Search the records for the string "then" and copy every line where it turns up.
◇ ◇ ◇ ◇ ◇
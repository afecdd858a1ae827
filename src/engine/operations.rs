//! Mutating engine operations: submission, cancellation, draining and
//! noise injection.

use super::core::{EngineState, MatchingEngine, lock};
use super::error::EngineError;
use super::events::EventKind;
use super::latency::MIN_LATENCY_SECS;
use crate::orders::{MarketData, Order, OrderId, Side, Trade};
use crate::utils::{current_time_nanos, nanos_from_secs};
use rand::Rng;
use std::sync::Mutex;
use tracing::{debug, trace};

/// Reserved agent tag used for synthetic noise orders.
pub const NOISE_AGENT_ID: &str = "noise";

impl MatchingEngine {
    /// Schedules an order for matching.
    ///
    /// Under the engine lock this samples the submitter's latency profile
    /// (the default profile when the agent never registered), stamps the
    /// order's delay and pushes a NEW event. The order will not match until
    /// a drain observes its effective timestamp; this method never matches.
    ///
    /// # Errors
    /// [`EngineError::InvalidOrder`] when validation fails and
    /// [`EngineError::UnknownSymbol`] when the engine does not trade the
    /// order's symbol. In both cases nothing is enqueued.
    pub fn submit(&self, mut order: Order) -> Result<OrderId, EngineError> {
        order.validate()?;
        let mut state = lock(&self.state);
        if !state.books.contains_key(&order.symbol) {
            return Err(EngineError::UnknownSymbol {
                symbol: order.symbol.clone(),
            });
        }

        let profile = state
            .latency_profiles
            .get(&order.agent_id)
            .copied()
            .unwrap_or(state.default_profile);
        let delay = profile.sample(&mut state.rng);
        order.latency_delay = nanos_from_secs(delay);

        let order_id = order.id;
        trace!(
            %order_id,
            agent_id = %order.agent_id,
            symbol = %order.symbol,
            delay_secs = delay,
            "order scheduled"
        );
        state.queue.push(EventKind::New, order);
        Ok(order_id)
    }

    /// Cancels a resting order on whichever book holds it.
    ///
    /// A round-trip latency is sampled from the caller's profile for
    /// bookkeeping, but the cancel itself is applied immediately; it cannot
    /// recall an event that has not been drained yet. Returns `false` when
    /// no book knows the id.
    pub fn cancel(&self, agent_id: &str, order_id: &OrderId) -> bool {
        let mut state = lock(&self.state);
        let profile = state
            .latency_profiles
            .get(agent_id)
            .copied()
            .unwrap_or(state.default_profile);
        // Advisory only: the sampled RTT models what the agent would see on
        // the wire, not when the book applies the cancel.
        let rtt = profile.sample(&mut state.rng);
        trace!(agent_id, %order_id, rtt_secs = rtt, "cancel requested");

        let state = &mut *state;
        for book in state.books.values_mut() {
            if book.cancel(order_id) {
                state.stats.orders_cancelled += 1;
                return true;
            }
        }
        false
    }

    /// Pops and processes every event whose effective timestamp has
    /// arrived, returning the trades produced in execution order.
    ///
    /// NEW events past their latency budget are counted as violations and
    /// dropped without touching a book. Trades update the aggregate
    /// statistics and per-agent accounting. Callbacks are dispatched after
    /// the engine lock is released: first every trade listener in
    /// production order, then one market-data snapshot per symbol that
    /// traded.
    pub fn drain(&self) -> Vec<Trade> {
        drain_state(&self.state)
    }

    /// Submits a small synthetic MARKET order of random side under the
    /// reserved [`NOISE_AGENT_ID`] tag with minimal latency.
    ///
    /// Returns `None` without submitting when the symbol is unknown or the
    /// book lacks a two-sided top. Quantity is uniform in
    /// `1..=ceil(10 * intensity)`.
    pub fn inject_noise(&self, symbol: &str, intensity: f64) -> Option<OrderId> {
        let mut guard = lock(&self.state);
        let state = &mut *guard;
        let book = state.books.get_mut(symbol)?;
        if book.best_bid().is_none() || book.best_ask().is_none() {
            return None;
        }

        let side = if state.rng.gen_bool(0.5) {
            Side::Buy
        } else {
            Side::Sell
        };
        let max_quantity = ((intensity.max(0.0) * 10.0).ceil() as u64).max(1);
        let quantity = state.rng.gen_range(1..=max_quantity);
        let Ok(mut order) = Order::market(NOISE_AGENT_ID, symbol, side, quantity) else {
            return None;
        };
        order.latency_delay = nanos_from_secs(MIN_LATENCY_SECS);

        let order_id = order.id;
        debug!(symbol, %side, quantity, "noise order injected");
        state.queue.push(EventKind::New, order);
        Some(order_id)
    }
}

/// Drain body shared by [`MatchingEngine::drain`] and the background
/// driver thread.
pub(super) fn drain_state(state: &Mutex<EngineState>) -> Vec<Trade> {
    let mut guard = lock(state);
    let state = &mut *guard;
    let now = current_time_nanos();

    let mut trades_out: Vec<Trade> = Vec::new();
    let mut touched: Vec<String> = Vec::new();

    while let Some(event) = state.queue.pop_ready(now) {
        match event.kind {
            EventKind::New => {
                let order = event.order;
                if let Some(budget) = order.max_latency {
                    if now.saturating_sub(order.timestamp) > budget {
                        state.stats.latency_violations += 1;
                        debug!(
                            order_id = %order.id,
                            agent_id = %order.agent_id,
                            "latency budget exceeded, order dropped"
                        );
                        continue;
                    }
                }
                // Symbols are validated at submission; an unknown symbol here
                // would mean the book map changed, which it never does.
                let Some(book) = state.books.get_mut(&order.symbol) else {
                    continue;
                };
                state.stats.orders_processed += 1;
                let symbol = order.symbol.clone();
                let trades = book.add(order);
                if !trades.is_empty() && !touched.contains(&symbol) {
                    touched.push(symbol);
                }
                for trade in &trades {
                    state.stats.record_trade(trade);
                }
                trades_out.extend(trades);
            }
            EventKind::Cancel => {
                if let Some(book) = state.books.get_mut(&event.order.symbol) {
                    if book.cancel(&event.order.id) {
                        state.stats.orders_cancelled += 1;
                    }
                }
            }
        }
    }

    // Copy out everything the callbacks need, then dispatch with the lock
    // released so a slow consumer cannot stall producers.
    let snapshots: Vec<MarketData> = touched
        .iter()
        .filter_map(|symbol| {
            state
                .books
                .get_mut(symbol)
                .map(crate::orderbook::OrderBook::market_data)
        })
        .collect();
    let trade_listeners = state.trade_listeners.clone();
    let market_data_listeners = state.market_data_listeners.clone();
    drop(guard);

    for trade in &trades_out {
        for listener in &trade_listeners {
            listener(trade);
        }
    }
    for snapshot in &snapshots {
        for listener in &market_data_listeners {
            listener(snapshot);
        }
    }

    trades_out
}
◇ ◇ ◇ ◇ ◇
### Written response:
    /// production order, then one market-data snapshot per symbol that
    // Copy out everything the callbacks need, then dispatch with the lock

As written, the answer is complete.